Pacific Northwest National Laboratory

Outcomes: Modeling the Interfacial Effects, Partitioning, and Production Routes of Epsilon Particles in Uranium Oxide

Principal Investigator: Richard Clark

Completed: FY18

Outcomes: The project used molecular scale analyses and first principles modeling to study formation and properties of noble metal phase particles. These particles, referred to as epsilon phase or five metal phase (based upon historic descriptions of their composition), include molybdenum, technetium, ruthenium, rhodium and palladium. They form during irradiation of nuclear fuel and are the source of deleterious effects related to fuel integrity loss over time. As part of the project, researchers re-established a Radiochemical Processing Laboratory (RPL) capability that enabled a full cross-section of an irradiated uranium dioxide fuel pellet to be prepared and removed from hot cells. Other experimental work, which involved collaboration with the University of Missouri, provided the first viability of microscale irradiations. 
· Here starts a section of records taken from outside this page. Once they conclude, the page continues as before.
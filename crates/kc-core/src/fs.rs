//! Filesystem utilities for the log file.

use std::fs;
use std::io;
use std::path::Path;

/// Rename `temp_path` over `destination`, with fallback for platforms where
/// rename fails if the target exists.
///
/// On some platforms (notably Windows), `fs::rename` fails if the destination already exists.
/// This function handles that case by removing the destination first and retrying.
///
/// If the rename ultimately fails, the temp file is cleaned up.
///
/// # Errors
///
/// Returns an error if the rename fails even after the fallback attempt.
pub fn rename_with_fallback(temp_path: &Path, destination: &Path) -> io::Result<()> {
    if let Err(initial_err) = fs::rename(temp_path, destination) {
        let _ = fs::remove_file(destination);
        fs::rename(temp_path, destination).map_err(|retry_err| {
            let _ = fs::remove_file(temp_path);
            io::Error::new(
                retry_err.kind(),
                format!(
                    "Atomic rename failed (initial: {}, retry: {})",
                    initial_err, retry_err
                ),
            )
        })?;
    }
    Ok(())
}

/// Restrict a file to its owner (0600). No-op off Unix.
pub fn restrict_to_owner(path: &Path) -> io::Result<()> {
    #[cfg(unix)]
    {
        use std::os::unix::fs::PermissionsExt;
        let mut perms = fs::metadata(path)?.permissions();
        perms.set_mode(0o600);
        fs::set_permissions(path, perms)?;
    }
    #[cfg(not(unix))]
    let _ = path;
    Ok(())
}

/// Create the parent directory of `path` if it has one.
pub fn ensure_parent_dir(path: &Path) -> io::Result<()> {
    match path.parent() {
        Some(parent) if !parent.as_os_str().is_empty() => fs::create_dir_all(parent),
        _ => Ok(()),
    }
}
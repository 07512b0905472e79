//! Key derivation using Argon2id.
//!
//! This module stretches the master password into per-token encryption keys
//! using the Argon2id algorithm, which is memory-hard and resistant to
//! GPU-based attacks. Every token carries its own salt, so every token gets
//! its own key.

use argon2::Argon2;
use zeroize::ZeroizeOnDrop;

use crate::error::{KcError, Result};

/// Argon2id memory cost: 64 MB (64 * 1024 KB).
const ARGON2_MEMORY_KB: u32 = 64 * 1024;

/// Argon2id lanes. Derivation stays on the calling thread.
const ARGON2_PARALLELISM: u32 = 1;

/// Minimum accepted salt length in bytes.
pub const MIN_SALT_LENGTH: usize = 16;

/// A cryptographic key derived from the master password.
///
/// Key material is zeroized from memory when dropped.
#[derive(ZeroizeOnDrop)]
pub struct DerivedKey {
    key: Vec<u8>,
}

impl DerivedKey {
    /// Get a reference to the raw key bytes.
    ///
    /// # Security
    ///
    /// Avoid storing or logging this value. Use only for immediate encryption operations.
    pub fn as_bytes(&self) -> &[u8] {
        &self.key
    }

    pub fn len(&self) -> usize {
        self.key.len()
    }

    pub fn is_empty(&self) -> bool {
        self.key.is_empty()
    }
}

impl std::fmt::Debug for DerivedKey {
    fn fmt(&self, f: &mut std::fmt::Formatter<'_>) -> std::fmt::Result {
        f.debug_struct("DerivedKey")
            .field("key", &"[REDACTED]")
            .finish()
    }
}

/// Derive an encryption key from a password using Argon2id.
///
/// # Arguments
///
/// * `password` - The master password
/// * `salt` - Random salt, at least 16 bytes, unique per token
/// * `iterations` - Argon2 time cost
/// * `key_length` - Length of the derived key in bytes
///
/// # Security
///
/// - Same password + salt + parameters always produces the same key
/// - Memory-hard: requires ~64MB RAM per derivation
/// - The cost is the store's brute-force throttle; callers pass a fixed
///   constant and never lower it
///
/// # Examples
///
/// ```
/// use kc_core::crypto::derive_key;
///
/// let salt = b"unique-salt-per-token";
/// let key = derive_key(b"my-password", salt, 3, 32).unwrap();
/// assert_eq!(key.as_bytes().len(), 32);
/// ```
pub fn derive_key(
    password: &[u8],
    salt: &[u8],
    iterations: u32,
    key_length: usize,
) -> Result<DerivedKey> {
    if password.is_empty() {
        return Err(KcError::InvalidInput(
            "Password cannot be empty".to_string(),
        ));
    }

    if salt.len() < MIN_SALT_LENGTH {
        return Err(KcError::InvalidInput(format!(
            "Salt must be at least {} bytes",
            MIN_SALT_LENGTH
        )));
    }

    let params = argon2::Params::new(
        ARGON2_MEMORY_KB,
        iterations,
        ARGON2_PARALLELISM,
        Some(key_length),
    )
    .map_err(|e| KcError::Crypto(format!("Failed to create Argon2 params: {}", e)))?;

    let argon2 = Argon2::new(argon2::Algorithm::Argon2id, argon2::Version::V0x13, params);

    let mut key = vec![0u8; key_length];
    argon2
        .hash_password_into(password, salt, &mut key)
        .map_err(|e| KcError::Crypto(format!("Key derivation failed: {}", e)))?;

    Ok(DerivedKey { key })
}

#[cfg(test)]
mod tests {
    use super::*;

    #[test]
    fn test_key_derivation_deterministic() {
        let salt = b"unique-salt-1234567890123456";

        let key1 = derive_key(b"test-password", salt, 3, 32).unwrap();
        let key2 = derive_key(b"test-password", salt, 3, 32).unwrap();

        assert_eq!(key1.as_bytes(), key2.as_bytes());
    }

    #[test]
    fn test_different_salt_different_key() {
        let key1 = derive_key(b"test-password", b"salt1-1234567890123456", 3, 32).unwrap();
        let key2 = derive_key(b"test-password", b"salt2-1234567890123456", 3, 32).unwrap();

        assert_ne!(key1.as_bytes(), key2.as_bytes());
    }

    #[test]
    fn test_different_password_different_key() {
        let salt = b"fixed-salt-123456789012345";

        let key1 = derive_key(b"password-one", salt, 3, 32).unwrap();
        let key2 = derive_key(b"password-two", salt, 3, 32).unwrap();

        assert_ne!(key1.as_bytes(), key2.as_bytes());
    }

    #[test]
    fn test_iterations_change_key() {
        let salt = b"fixed-salt-123456789012345";

        let key1 = derive_key(b"password", salt, 3, 32).unwrap();
        let key2 = derive_key(b"password", salt, 4, 32).unwrap();

        assert_ne!(key1.as_bytes(), key2.as_bytes());
    }

    #[test]
    fn test_requested_length_honoured() {
        let salt = b"salt-1234567890123456";

        assert_eq!(derive_key(b"password", salt, 3, 16).unwrap().len(), 16);
        assert_eq!(derive_key(b"password", salt, 3, 32).unwrap().len(), 32);
    }

    #[test]
    fn test_empty_password_rejected() {
        let result = derive_key(b"", b"salt-1234567890123456", 3, 32);
        assert!(result
            .unwrap_err()
            .to_string()
            .contains("Password cannot be empty"));
    }

    #[test]
    fn test_short_salt_rejected() {
        let result = derive_key(b"test-password", b"short", 3, 32);
        assert!(result
            .unwrap_err()
            .to_string()
            .contains("Salt must be at least 16 bytes"));
    }

    #[test]
    fn test_derived_key_debug_redacts() {
        let key = derive_key(b"test-password", b"salt-1234567890123456", 3, 32).unwrap();

        let debug_output = format!("{:?}", key);
        assert!(debug_output.contains("REDACTED"));

        let key_hex = hex::encode(&key.as_bytes()[..4]);
        assert!(!debug_output.contains(&key_hex));
    }
}
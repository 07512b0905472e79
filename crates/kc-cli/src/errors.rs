//! CLI error types for structured error handling.
//!
//! This module provides typed errors that map to specific exit codes,
//! enabling consistent error handling across the CLI. Core errors are
//! classified here too, so every failure leaves through one path.

use std::fmt;

use kc_core::KcError;

use crate::constants::exit_codes;

/// CLI-specific errors with associated exit codes.
#[derive(Debug)]
pub enum CliError {
    /// Resource not found (secret, store, master password)
    NotFound { message: String, hint: String },

    /// Authentication failed (wrong master password, tampered secret)
    AuthFailed {
        message: String,
        hint: Option<String>,
    },

    /// Invalid user input
    InvalidInput(String),

    /// One or more secrets failed the integrity check
    IntegrityFailed(String),

    /// Anything else
    Failed(String),
}

impl fmt::Display for CliError {
    fn fmt(&self, f: &mut fmt::Formatter<'_>) -> fmt::Result {
        match self {
            CliError::NotFound { message, hint } => {
                write!(f, "{}\n{}", message, hint)
            }
            CliError::AuthFailed { message, hint } => {
                if let Some(h) = hint {
                    write!(f, "{}\n{}", message, h)
                } else {
                    write!(f, "{}", message)
                }
            }
            CliError::InvalidInput(message)
            | CliError::IntegrityFailed(message)
            | CliError::Failed(message) => write!(f, "{}", message),
        }
    }
}

impl std::error::Error for CliError {}

impl CliError {
    /// Create a NotFound error with message and hint.
    pub fn not_found(message: impl Into<String>, hint: impl Into<String>) -> Self {
        CliError::NotFound {
            message: message.into(),
            hint: hint.into(),
        }
    }

    /// Create an AuthFailed error with message and hint.
    pub fn auth_failed_with_hint(message: impl Into<String>, hint: impl Into<String>) -> Self {
        CliError::AuthFailed {
            message: message.into(),
            hint: Some(hint.into()),
        }
    }

    /// Create an InvalidInput error.
    pub fn invalid_input(message: impl Into<String>) -> Self {
        CliError::InvalidInput(message.into())
    }

    /// Classify an error bubbled up from a command handler.
    pub fn from_anyhow(err: anyhow::Error) -> Self {
        let err = match err.downcast::<CliError>() {
            Ok(cli_err) => return cli_err,
            Err(err) => err,
        };
        match err.downcast::<KcError>() {
            Ok(core_err) => core_err.into(),
            Err(err) => CliError::Failed(format!("{:#}", err)),
        }
    }

    /// Get the exit code for this error.
    pub fn exit_code(&self) -> i32 {
        match self {
            CliError::NotFound { .. } => exit_codes::NOT_FOUND,
            CliError::AuthFailed { .. } => exit_codes::AUTH_FAILED,
            CliError::InvalidInput(_) => exit_codes::INVALID_INPUT,
            CliError::IntegrityFailed(_) => exit_codes::INTEGRITY_FAILED,
            CliError::Failed(_) => exit_codes::FAILURE,
        }
    }

    /// Print error message to stderr and exit with appropriate code.
    pub fn exit(&self) -> ! {
        eprintln!("Error: {}", self);
        std::process::exit(self.exit_code())
    }
}

impl From<KcError> for CliError {
    fn from(err: KcError) -> Self {
        match err {
            KcError::NotFound(id) => CliError::not_found(
                format!("Secret not found: {}", id),
                "Hint: Run `kc list` to see stored secrets.",
            ),
            KcError::MasterKeyNotFound => CliError::not_found(
                "No master password found in the credential store",
                "Hint: Run `kc init` to set one.",
            ),
            KcError::Crypto(message) => CliError::auth_failed_with_hint(
                message,
                "Hint: The master password may have changed since this secret was saved.",
            ),
            KcError::Validation(message) | KcError::InvalidInput(message) => {
                CliError::InvalidInput(message)
            }
            other => CliError::Failed(other.to_string()),
        }
    }
}
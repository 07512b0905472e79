use clap::CommandFactory;
use clap_complete::generate;

use crate::cli::{Cli, CompletionsArgs};

pub fn handle_completions(args: &CompletionsArgs) -> anyhow::Result<()> {
    let mut cmd = Cli::command();
    generate(args.shell, &mut cmd, "kc", &mut std::io::stdout());
    Ok(())
}
//! The secret store facade.
//!
//! Composes the crypto, log, merge and projection layers into the
//! operations the CLI exposes. Read paths merge conflicted copies first,
//! then replay the log; write paths encrypt and append.
//!
//! ## Per-key lifecycle
//!
//! Each `namespace:key` is either absent or present. `save` makes it
//! present, `delete` makes it absent again, and a later `save` brings it
//! back. Nothing is terminal.
//!
//! ## Locking
//!
//! Every operation holds an exclusive advisory lock on `<log>.lock` so two
//! local processes cannot interleave a merge with an append. Devices that
//! only meet through file sync are still reconciled optimistically: the
//! later timestamp wins on the next merge.

use std::fs::{File, OpenOptions};
use std::path::{Path, PathBuf};

use fs2::FileExt;
use serde::Serialize;
use tracing::{debug, warn};
use zeroize::Zeroizing;

use crate::credentials::{CredentialProvider, ACCOUNT, SERVICE};
use crate::crypto::{decrypt, encrypt, validate_passphrase, EncryptedToken};
use crate::error::{KcError, Result};
use crate::event::{now_millis, Event, SecretId};
use crate::fs::ensure_parent_dir;
use crate::log::EventLog;
use crate::merge::ConflictMerger;
use crate::projector::{project, CurrentState};

/// Outcome of [`SecretStore::check`].
#[derive(Debug, Clone, Default, PartialEq, Eq, Serialize)]
pub struct CheckReport {
    /// Parseable events after merging
    pub events: usize,
    /// Lines dropped as malformed
    pub skipped_lines: usize,
    /// Live secrets in the projected state
    pub live: usize,
    /// Live secrets the current master password cannot decrypt
    pub undecryptable: Vec<String>,
}

impl CheckReport {
    pub fn is_healthy(&self) -> bool {
        self.undecryptable.is_empty()
    }
}

/// Encrypted secret store backed by one event log file.
pub struct SecretStore<C: CredentialProvider> {
    log: EventLog,
    lock_path: PathBuf,
    credentials: C,
}

impl<C: CredentialProvider> SecretStore<C> {
    /// Open the store at `path`. Nothing is touched on disk until an
    /// operation runs.
    pub fn open(path: impl Into<PathBuf>, credentials: C) -> Self {
        let log = EventLog::new(path);
        let lock_path = lock_path_for(log.path());
        Self {
            log,
            lock_path,
            credentials,
        }
    }

    pub fn log(&self) -> &EventLog {
        &self.log
    }

    pub fn credentials(&self) -> &C {
        &self.credentials
    }

    /// Whether the credential provider holds a master password.
    pub fn is_initialized(&self) -> Result<bool> {
        Ok(self.credentials.get(SERVICE, ACCOUNT)?.is_some())
    }

    /// Store a new master password and make sure the log exists.
    ///
    /// Any previous master password is discarded. Secrets encrypted under it
    /// stay in the log but no longer decrypt.
    pub fn init(&self, password: &str) -> Result<()> {
        validate_passphrase(password)?;

        let _lock = StoreLock::acquire(&self.lock_path)?;
        if self.credentials.delete(SERVICE, ACCOUNT)? {
            debug!("discarded previous master password");
        }
        self.credentials.set(SERVICE, ACCOUNT, password.as_bytes())?;
        self.log.ensure_exists()?;
        debug!(path = %self.log.path().display(), "initialized store");
        Ok(())
    }

    /// Encrypt `content` and record it as the current value of `id`.
    pub fn save(&self, id: &SecretId, content: &[u8]) -> Result<()> {
        let password = self.master_password()?;
        let token = encrypt(content, &password)?.encode()?;

        let _lock = StoreLock::acquire(&self.lock_path)?;
        let ts = self.next_timestamp()?;
        self.log.append(&Event::set(ts, id, token))
    }

    /// Decrypt the current value of `id`.
    pub fn load(&self, id: &SecretId) -> Result<Zeroizing<Vec<u8>>> {
        let state = {
            let _lock = StoreLock::acquire(&self.lock_path)?;
            self.project_merged()?
        };

        let entry = state
            .get(id)
            .ok_or_else(|| KcError::NotFound(id.to_string()))?;
        let token = EncryptedToken::decode(&entry.value_token)?;
        let password = self.master_password()?;
        decrypt(&token, &password)
    }

    /// Record a tombstone for `id`. Fails with `NotFound` if it is not live.
    pub fn delete(&self, id: &SecretId) -> Result<()> {
        let _lock = StoreLock::acquire(&self.lock_path)?;
        let state = self.project_merged()?;
        if !state.contains(id) {
            return Err(KcError::NotFound(id.to_string()));
        }

        let ts = self.next_timestamp()?;
        self.log.append(&Event::delete(ts, id))
    }

    /// Live identifiers in ascending order, optionally prefix-filtered.
    pub fn list(&self, prefix: Option<&str>) -> Result<Vec<String>> {
        let _lock = StoreLock::acquire(&self.lock_path)?;
        Ok(self.project_merged()?.ids(prefix))
    }

    /// Every event recorded for `id`, in log order, tombstones included.
    pub fn history(&self, id: &SecretId) -> Result<Vec<Event>> {
        let _lock = StoreLock::acquire(&self.lock_path)?;
        self.merge()?;
        Ok(self
            .log
            .read_all()?
            .into_iter()
            .filter(|event| event.applies_to(id))
            .collect())
    }

    /// The full projected state after merging.
    pub fn state(&self) -> Result<CurrentState> {
        let _lock = StoreLock::acquire(&self.lock_path)?;
        self.project_merged()
    }

    /// Merge, replay, and try to decrypt every live secret.
    pub fn check(&self) -> Result<CheckReport> {
        let _lock = StoreLock::acquire(&self.lock_path)?;
        self.merge()?;
        let read = self.log.read_report()?;
        let state = project(&read.events);
        let password = self.master_password()?;

        let mut undecryptable = Vec::new();
        for (id, entry) in state.iter() {
            let decrypted = EncryptedToken::decode(&entry.value_token)
                .and_then(|token| decrypt(&token, &password));
            if let Err(err) = decrypted {
                warn!(id = %id, error = %err, "secret does not decrypt");
                undecryptable.push(id.clone());
            }
        }

        Ok(CheckReport {
            events: read.events.len(),
            skipped_lines: read.skipped,
            live: state.len(),
            undecryptable,
        })
    }

    fn merge(&self) -> Result<()> {
        ConflictMerger::new(&self.log).merge()?;
        Ok(())
    }

    fn project_merged(&self) -> Result<CurrentState> {
        self.merge()?;
        Ok(project(&self.log.read_all()?))
    }

    fn master_password(&self) -> Result<Zeroizing<Vec<u8>>> {
        self.credentials
            .get(SERVICE, ACCOUNT)?
            .ok_or(KcError::MasterKeyNotFound)
    }

    /// Now, unless this replica already holds a later timestamp.
    fn next_timestamp(&self) -> Result<chrono::DateTime<chrono::Utc>> {
        let now = now_millis();
        Ok(match self.log.last_timestamp()? {
            Some(last) if last > now => last,
            _ => now,
        })
    }
}

fn lock_path_for(log_path: &Path) -> PathBuf {
    let name = log_path
        .file_name()
        .map(|name| name.to_string_lossy().to_string())
        .unwrap_or_else(|| "kc".to_string());
    log_path.with_file_name(format!("{}.lock", name))
}

/// Exclusive advisory lock, released on drop.
struct StoreLock {
    file: File,
}

impl StoreLock {
    fn acquire(path: &Path) -> Result<Self> {
        ensure_parent_dir(path)?;
        let file = OpenOptions::new()
            .create(true)
            .read(true)
            .write(true)
            .open(path)?;
        FileExt::lock_exclusive(&file)?;
        Ok(Self { file })
    }
}

impl Drop for StoreLock {
    fn drop(&mut self) {
        let _ = FileExt::unlock(&self.file);
    }
}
The project enabled important discoveries related to particle formation and behavior, including: 1) the existence of tellurium, the "sixth" element, in noble metal phase particles; 2) close association of the noble metal phase with important fission products, including xenon; 3) identification of noble metal phase particles and xenon within the outer zirconium fuel cladding; 4) elucidation of noble metal phase formation and behavior that implicates these species in the local production of high-pressure fission gas bubbles in fuel, ultimately leading to cladding corrosion at the fuel/cladding interface. These discoveries offer far-reaching implications for next generation fuel designs.